Explaining k-Nearest Neighbors: Abductive and Counterfactual Explanations
Pablo Barceló, Alexander Kozachinskiy, Miguel Romero Orth, Bernardo Subercaseaux, José Verschae
TL;DR
The paper investigates how to explain $k$-NN classifications from a feature-centric perspective using abductive (minimum sufficient reasons) and counterfactual explanations. It conducts a thorough complexity analysis across continuous $(\mathbb{R},D_p)$ and discrete $(\{0,1\}^n,D_H)$ settings, showing NP-hardness for minimum sufficient reasons in all settings and revealing a separation: tractable $\ell_2$-based tasks versus harder $\ell_1$-based and discrete $k\ge3$ tasks.
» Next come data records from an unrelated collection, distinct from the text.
use std::sync::Arc;

use tracing::{info, instrument, warn};

use crate::audit::{AuditEventType, AuditRecord, AuditTracker};
use crate::config::ExchangeConfig;
use crate::error::{ExchangeError, Result};
use crate::ledger::{DataRegistryClient, SubmitTask, TaskClient};
use crate::payment::{PaymentChannel, check_symbol, total_price};
use crate::types::{TaskId, TaskInput};
use crate::wallet::Wallet;

/// Prices, pays for and submits re-encryption tasks.
pub struct TaskOrchestrator {
    pub config: Arc<ExchangeConfig>,
    pub data_registry: DataRegistryClient,
    pub tasks: TaskClient,
    pub payment: Arc<dyn PaymentChannel>,
    pub audit: Arc<AuditTracker>,
}

impl TaskOrchestrator {
    /// Asks the whole committee of `data_id` to re-encrypt for `consumer_public_key`.
    ///
    /// Payment always happens before submission. A submission failure after a
    /// successful payment is reported as [`ExchangeError::PaidButNotSubmitted`]
    /// and the funds are not returned.
    #[instrument(skip_all, fields(%data_id, consumer = %wallet.address()))]
    pub async fn submit_task(&self, data_id: &str, consumer_public_key: &[u8], wallet: &Wallet) -> Result<TaskId> {
        let result = self.run(data_id, consumer_public_key, wallet).await;
        if let Err(e) = &result {
            self.audit
                .log(AuditRecord::new(AuditEventType::Error, data_id, e.to_string()).participant(&wallet.address()));
        }
        result
    }

    async fn run(&self, data_id: &str, consumer_public_key: &[u8], wallet: &Wallet) -> Result<TaskId> {
        // STEP 1: Load the record
        let entry = self
            .data_registry
            .get_data_by_id(data_id)
            .await?
            .ok_or_else(|| ExchangeError::DataNotFound {
                data_id: data_id.to_string(),
            })?;
        check_symbol(&entry.price.symbol, &self.config.currency_symbol)?;
        let nodes = entry.data.policy.names();

        // STEP 2: Price the whole committee
        let node_price = self.tasks.computation_price().await?;
        let total = total_price(&entry.price.amount, &node_price, nodes.len())?;

        // STEP 3: Pay
        self.payment.charge(&total, wallet).await?;
        self.audit.log(
            AuditRecord::new(AuditEventType::Payment, data_id, format!("paid {total} {}", self.config.currency_symbol))
                .participant(&wallet.address()),
        );

        // STEP 4: Submit
        let input = TaskInput {
            data_id: data_id.to_string(),
            consumer_public_key: consumer_public_key.to_vec(),
        };
        let submit = SubmitTask {
            task_type: &self.config.task_type,
            input: &input,
            compute_limit: &self.config.compute_limit,
            memory_limit: &self.config.memory_limit,
            node_names: nodes,
        };
        let task_id = match self.tasks.submit(submit, wallet).await {
            Ok(task_id) => task_id,
            Err(e) => {
                warn!(paid = %total, error = %e, "task submission failed after payment");
                return Err(ExchangeError::PaidButNotSubmitted {
                    paid: total.to_string(),
                    source: Box::new(e),
                });
            }
        };

        info!(%task_id, %total, "task submitted");
        self.audit.log(
            AuditRecord::new(AuditEventType::TaskSubmit, &task_id, format!("data {data_id} on {nodes:?}"))
                .participant(&wallet.address()),
        );
        Ok(task_id)
    }
}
It provides polynomial-time algorithms for several $\ell_2$-distance problems and proves NP-hardness for $\ell_1$-based counterfactuals, with a precise map of when explanations are tractable. The authors also demonstrate practical computation via Integer Quadratic Programming and SAT encodings, and validate the approach on MNIST and synthetic data, illustrating feasibility for hundreds of features. Overall, the work clarifies when feature-based explanations for $k$-NN are tractable and offers concrete algorithms for real-world explainability tasks.
Abstract
Despite the wide use of $k$-Nearest Neighbors as classification models, their explainability properties remain poorly understood from a theoretical perspective. While nearest neighbors classifiers offer interpretability from a "data perspective", in which the classification of an input vector $\bar{x}$ is explained by identifying the vectors $\bar{v}_1, \ldots, \bar{v}_k$ in the training set that determine the classification of $\bar{x}$, we argue that such explanations can be impractical in high-dimensional applications, where each vector has hundreds or thousands of features and it is not clear what their relative importance is. Hence, we focus on understanding nearest neighbor classifications through a "feature perspective", in which the goal is to identify how the values of the features in $\bar{x}$ affect its classification. Concretely, we study abductive explanations such as "minimum sufficient reasons", which correspond to sets of features in $\bar{x}$ that are enough to guarantee its classification, and "counterfactual explanations" based on the minimum distance feature changes one would have to perform in $\bar{x}$ to change its classification. We present a detailed landscape of positive and negative complexity results for counterfactual and abductive explanations, distinguishing between discrete and continuous feature spaces, and considering the impact of the choice of distance function involved. Finally, we show that despite some negative complexity results, Integer Quadratic Programming and SAT solving allow for computing explanations in practice.